16.4 Pearls and Pitfalls

  • The laparotomy and thoracotomy are standard incisions and therefore are easy to teach.

  • The Ivor Lewis approach allows for esophageal dissection and complete two-field thoracoabdominal lymphadenectomy, all under direct visualization.

  • Depending on the preoperative or operative findings regarding the extent of required gastric resection, the anastomosis can be placed at a variety of levels within the chest, depending on the length of the gastric conduit. It should be recognized, however, that the best results are obtained by placing the anastomosis above the azygous vein and by ensuring that the conduit has a straight pathway through the hiatus without any redundancy above the diaphragm.

  • Stapling the conduit further down the lesser curvature and stapling smaller lengths along the greater curvature will provide a longer conduit.

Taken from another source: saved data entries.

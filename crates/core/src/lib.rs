pub mod auth;
pub mod cache;
pub mod checkin;
pub mod clock;
pub mod config;
pub mod consumer;
pub mod credential;
mod db;
pub mod metrics;
pub mod offline;
pub mod pipeline;
pub mod scheduler;
pub mod semaphore;
pub mod service;
pub mod testing;
pub mod users;

pub use auth::{
    create_authenticator, ApiKeyAuthenticator, AuthError, AuthRequest, Authenticator, Identity,
    NoneAuthenticator,
};
pub use cache::{CacheError, CacheStore, SqliteCacheStore};
pub use checkin::{CheckinError, CheckinRecord, CheckinStore, SqliteCheckinStore};
pub use clock::{Clock, ManualClock, SystemClock};
pub use config::{
    load_config, load_config_from_str, validate_config, AuthMethod, Config, ConfigError,
    SanitizedConfig,
};
pub use consumer::{ConsumerError, ConsumerRecord, ConsumerStore, SqliteConsumerStore};
pub use credential::{
    CredentialVerifier, SerializedCredential, VerificationError, VerifiedCredential,
};
pub use offline::{OfflineCheckin, OfflineCheckinError, OfflineCheckinStore, SqliteOfflineCheckinStore};
pub use pipeline::{
    BackendRegistry, CheckinFailure, CheckinRequest, CheckinResult, DefinitionDraft,
    LoadSummary, PipelineDefinition, PipelineDeps, PipelineError, PipelineInfo, PipelineKind,
    TicketBackend, TicketPipeline,
};
pub use scheduler::{PipelineScheduler, SchedulerConfig, SchedulerError, SlotState, SlotStatus};
pub use semaphore::{SemaphoreError, SemaphoreHistoryEntry, SemaphoreHistoryStore};
pub use service::{IssuanceService, PipelineStatusView, ServiceError, ServiceStores};
pub use users::{SqliteUserStore, User, UserError, UserStore};
//! Helpers shared by the SQLite-backed stores.

use std::path::Path;
use std::time::Duration;

use chrono::{DateTime, SecondsFormat, SubsecRound, Utc};
use rusqlite::{types::Type, Connection, ErrorCode};

/// How long a connection waits on a locked database before giving up.
const BUSY_TIMEOUT: Duration = Duration::from_secs(5);

/// Open a file-backed connection configured for concurrent store access.
pub(crate) fn open(path: &Path) -> rusqlite::Result<Connection> {
    let conn = Connection::open(path)?;
    conn.busy_timeout(BUSY_TIMEOUT)?;
    Ok(conn)
}

pub(crate) fn open_in_memory() -> rusqlite::Result<Connection> {
    Connection::open_in_memory()
}

/// Fixed-width RFC 3339 so that text comparison orders chronologically.
pub(crate) fn format_timestamp(ts: &DateTime<Utc>) -> String {
    ts.to_rfc3339_opts(SecondsFormat::Micros, true)
}

/// Drop precision beyond what [`format_timestamp`] stores.
pub(crate) fn truncate(ts: DateTime<Utc>) -> DateTime<Utc> {
    ts.trunc_subsecs(6)
}

pub(crate) fn parse_timestamp(idx: usize, value: &str) -> rusqlite::Result<DateTime<Utc>> {
    DateTime::parse_from_rfc3339(value)
        .map(|dt| dt.with_timezone(&Utc))
        .map_err(|e| rusqlite::Error::FromSqlConversionFailure(idx, Type::Text, Box::new(e)))
}

pub(crate) fn is_constraint_violation(err: &rusqlite::Error) -> bool {
    matches!(
        err,
        rusqlite::Error::SqliteFailure(e, _) if e.code == ErrorCode::ConstraintViolation
    )
}

#[cfg(test)]
mod tests {
    use super::*;
    use chrono::TimeZone;

    #[test]
    fn test_timestamp_roundtrip_keeps_micros() {
        let ts = Utc.timestamp_opt(1_700_000_000, 123_456_000).unwrap();
        let text = format_timestamp(&ts);
        assert_eq!(text, "2023-11-14T22:13:20.123456Z");
        assert_eq!(parse_timestamp(0, &text).unwrap(), ts);
    }

    #[test]
    fn test_timestamps_sort_lexicographically() {
        let earlier = Utc.timestamp_opt(1_700_000_000, 0).unwrap();
        let later = Utc.timestamp_opt(1_700_000_000, 500_000_000).unwrap();
        assert!(format_timestamp(&earlier) < format_timestamp(&later));
    }

    #[test]
    fn test_parse_invalid_timestamp() {
        assert!(parse_timestamp(3, "yesterday").is_err());
    }
}
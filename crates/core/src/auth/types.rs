use serde::{Deserialize, Serialize};
use std::collections::HashMap;
use std::net::IpAddr;

/// Header naming the operator on whose behalf a request is made.
pub const OPERATOR_EMAIL_HEADER: &str = "x-user-email";

/// Request information for authentication
#[derive(Debug, Clone)]
pub struct AuthRequest {
    pub headers: HashMap<String, String>,
    pub source_ip: IpAddr,
}

impl AuthRequest {
    /// Operator email from the request headers, normalized to lowercase.
    pub fn operator_email(&self) -> Option<String> {
        self.headers
            .get(OPERATOR_EMAIL_HEADER)
            .map(|v| v.trim().to_lowercase())
            .filter(|v| !v.is_empty())
    }
}

/// Authenticated identity
#[derive(Debug, Clone, Serialize, Deserialize)]
pub struct Identity {
    pub user_id: String,
    pub method: String,
    pub claims: HashMap<String, serde_json::Value>,
}

impl Identity {
    pub fn anonymous() -> Self {
        Self {
            user_id: "anonymous".to_string(),
            method: "none".to_string(),
            claims: HashMap::new(),
        }
    }

    /// Attach the operator email claim, if one was supplied.
    pub fn with_email(mut self, email: Option<String>) -> Self {
        if let Some(email) = email {
            self.claims
                .insert("email".to_string(), serde_json::Value::String(email));
        }
        self
    }

    pub fn email(&self) -> Option<&str> {
        self.claims.get("email").and_then(|v| v.as_str())
    }
}
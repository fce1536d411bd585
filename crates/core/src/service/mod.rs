//! Public facade over the scheduler, user accounts and stores.

mod issuance;
mod stores;

pub use issuance::{IssuanceService, PipelineStatusView};
pub use stores::ServiceStores;

use thiserror::Error;

use crate::pipeline::{DefinitionError, PipelineError};
use crate::scheduler::SchedulerError;

#[derive(Debug, Error)]
pub enum ServiceError {
    #[error("not found: {0}")]
    NotFound(String),

    #[error("forbidden: {0}")]
    Forbidden(String),

    #[error("conflict: {0}")]
    Conflict(String),

    #[error("{0}")]
    InvalidDefinition(String),

    #[error(transparent)]
    Pipeline(#[from] PipelineError),

    #[error("configuration error: {0}")]
    Config(String),

    #[error("storage error: {0}")]
    Storage(String),
}

impl From<DefinitionError> for ServiceError {
    fn from(e: DefinitionError) -> Self {
        match e {
            DefinitionError::NotFound(id) => ServiceError::NotFound(format!("pipeline {}", id)),
            DefinitionError::Conflict(_) => ServiceError::Conflict(e.to_string()),
            DefinitionError::Database(msg) => ServiceError::Storage(msg),
            other => ServiceError::InvalidDefinition(other.to_string()),
        }
    }
}

impl From<SchedulerError> for ServiceError {
    fn from(e: SchedulerError) -> Self {
        match e {
            SchedulerError::Definition(e) => e.into(),
            SchedulerError::NotFound(id) => ServiceError::NotFound(format!("pipeline {}", id)),
            SchedulerError::Storage(msg) => ServiceError::Storage(msg),
        }
    }
}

  • Patients with significant cardiac comorbidities such as congestive heart failure, ischemic heart disease, or atrial dysrhythmia will benefit from the Ivor Lewis approach because there is minimal need for cardiac manipulation or intraoperative hypotension, which is more common in other types of resections.

  • By performing an intrathoracic anastomosis, the risk of vocal cord injury is less than with cervical anastomoses. Intrathoracic anastomotic leaks have historically been associated with higher levels of mortality compared with cervical anastomosis, however.

  • Extra omentum, left at the mid and proximal conduit, can be used to cover the intrathoracic anastomosis; doing so may decrease the incidence and severity of leaks.

  • The linear stapled esophagogastric anastomosis is a good option in an esophagus with a small luminal diameter, as it may decrease anastomotic stricture formation.

  • Surgeons should focus on ensuring that the conduit is well oriented and in a vertical position in the thorax, without supradiaphragmatic redundancy. This position will provide good gastric emptying regardless of whether a pyloric drainage procedure is performed.

  • Placing the posterior chest tube in the costovertebral groove in proximity to (but not adjacent to) the anastomosis will be sufficient to provide good drainage and monitor the anastomosis.

  • In patients undergoing an open Ivor Lewis esophagectomy, a thoracic epidural should be placed for pain control. This will also facilitate early mobilization, which will potentially decrease pulmonary complications that are more commonly associated with thoracotomies.